The symptoms of gaming disorder may include

  • Preoccupation with video games, to the exclusion of other activities
  • Continuation or escalation of gaming despite negative consequences
  • Loss of interest in other hobbies or activities
  • Relationship problems due to excessive gaming
  • Tolerance (needing to play for longer or more intense periods to achieve the desired level of excitement)
  • Withdrawal symptoms (irritability, anxiety, depression) when unable to play
  • Using video games to escape from real-life problems
  • Lying about the amount of time spent playing video games
  • Neglecting personal hygiene and health

Is gaming disorder a real disorder?

Yes, gaming disorder is a real disorder. It was officially recognized by the World Health Organization (WHO) in 2018, and is included in the 11th edition of the International Classification of Diseases (ICD-11).

Can anyone develop gaming disorder?

While anyone can potentially develop gaming disorder, it is more common among certain groups. For example, individuals who are socially isolated or have other mental health conditions may be more at risk. It is also more common among males and among younger people.
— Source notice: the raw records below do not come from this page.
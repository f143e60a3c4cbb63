//! Same-origin asset-proxy configuration.

use serde::{Deserialize, Serialize};

/// Path of the same-origin passthrough endpoint.
fn default_proxy_path() -> String {
    String::from("/asset-proxy")
}

#[derive(Debug, Clone, Deserialize, Serialize)]
pub struct ProxyConfig {
    /// Hosts whose assets are fetched through the same-origin proxy to
    /// sidestep cross-origin and content-type issues.
    #[serde(default)]
    pub host_allowlist: Vec<String>,

    /// Proxy endpoint path on the application origin.
    #[serde(default = "default_proxy_path")]
    pub path: String,
}

impl Default for ProxyConfig {
    fn default() -> Self {
        Self {
            host_allowlist: Vec::new(),
            path: default_proxy_path(),
        }
    }
}

impl ProxyConfig {
    /// Check a hostname against the allowlist (case-insensitive).
    #[must_use]
    pub fn allows(&self, host: &str) -> bool {
        self.host_allowlist
            .iter()
            .any(|h| h.eq_ignore_ascii_case(host))
    }
}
How is gaming disorder treated?

Treatment for gaming disorder may include a combination of psychotherapy, medication, and support from family and friends. Psychotherapy may help an individual identify underlying problems that are contributing to their excessive gaming, and develop healthier coping mechanisms. In some cases, medication may be used to treat co-occurring conditions such as depression or anxiety. Support from loved ones can be crucial in helping an individual stick to their treatment plan and make lasting changes.
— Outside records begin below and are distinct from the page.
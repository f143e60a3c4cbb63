//! General viewer configuration.

use serde::{Deserialize, Serialize};

/// Explicit user retries allowed before a terminal error surfaces.
const fn default_max_retry_attempts() -> u32 {
    2
}

/// HTTP timeout for the signing and availability endpoints, in seconds.
const fn default_http_timeout_secs() -> u64 {
    10
}

#[derive(Debug, Clone, Deserialize, Serialize)]
pub struct GeneralConfig {
    /// Application origin (scheme + host), used to resolve relative asset
    /// references and to build proxy/viewer URLs.
    #[serde(default)]
    pub origin: String,

    /// Cap on explicit "Retry Loading" attempts before the viewer surfaces a
    /// terminal error.
    #[serde(default = "default_max_retry_attempts")]
    pub max_retry_attempts: u32,

    /// Request timeout for consumed HTTP services.
    #[serde(default = "default_http_timeout_secs")]
    pub http_timeout_secs: u64,
}

impl Default for GeneralConfig {
    fn default() -> Self {
        Self {
            origin: String::new(),
            max_retry_attempts: default_max_retry_attempts(),
            http_timeout_secs: default_http_timeout_secs(),
        }
    }
}

#[cfg(test)]
mod tests {
    use super::*;

    #[test]
    fn defaults_are_correct() {
        let config = GeneralConfig::default();
        assert!(config.origin.is_empty());
        assert_eq!(config.max_retry_attempts, 2);
        assert_eq!(config.http_timeout_secs, 10);
    }
}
Is gaming addiction the same as gaming disorder?

No, gaming addiction and gaming disorder are not the same thing. Gaming addiction refers to a person’s compulsive need to play video games, to the point where it interferes with their daily life. This can include spending excessive amounts of time playing games, neglecting personal relationships and responsibilities, and continuing to play despite negative consequences.

On the other hand, gaming disorder is a mental health condition recognized by the World Health Organization (WHO). To be diagnosed with gaming disorder, an individual must exhibit a pattern of gaming behavior characterized by impaired control over gaming, increasing priority given to gaming over other activities to the extent that gaming takes precedence over other interests and daily activities, and continuation or escalation of gaming despite the occurrence of negative consequences.

In other words, gaming addiction is a more general term that refers to excessive gaming, while gaming disorder is a specific mental health condition with specific diagnostic criteria. Treatment for gaming disorder may include a combination of psychotherapy, medication, and support from loved ones.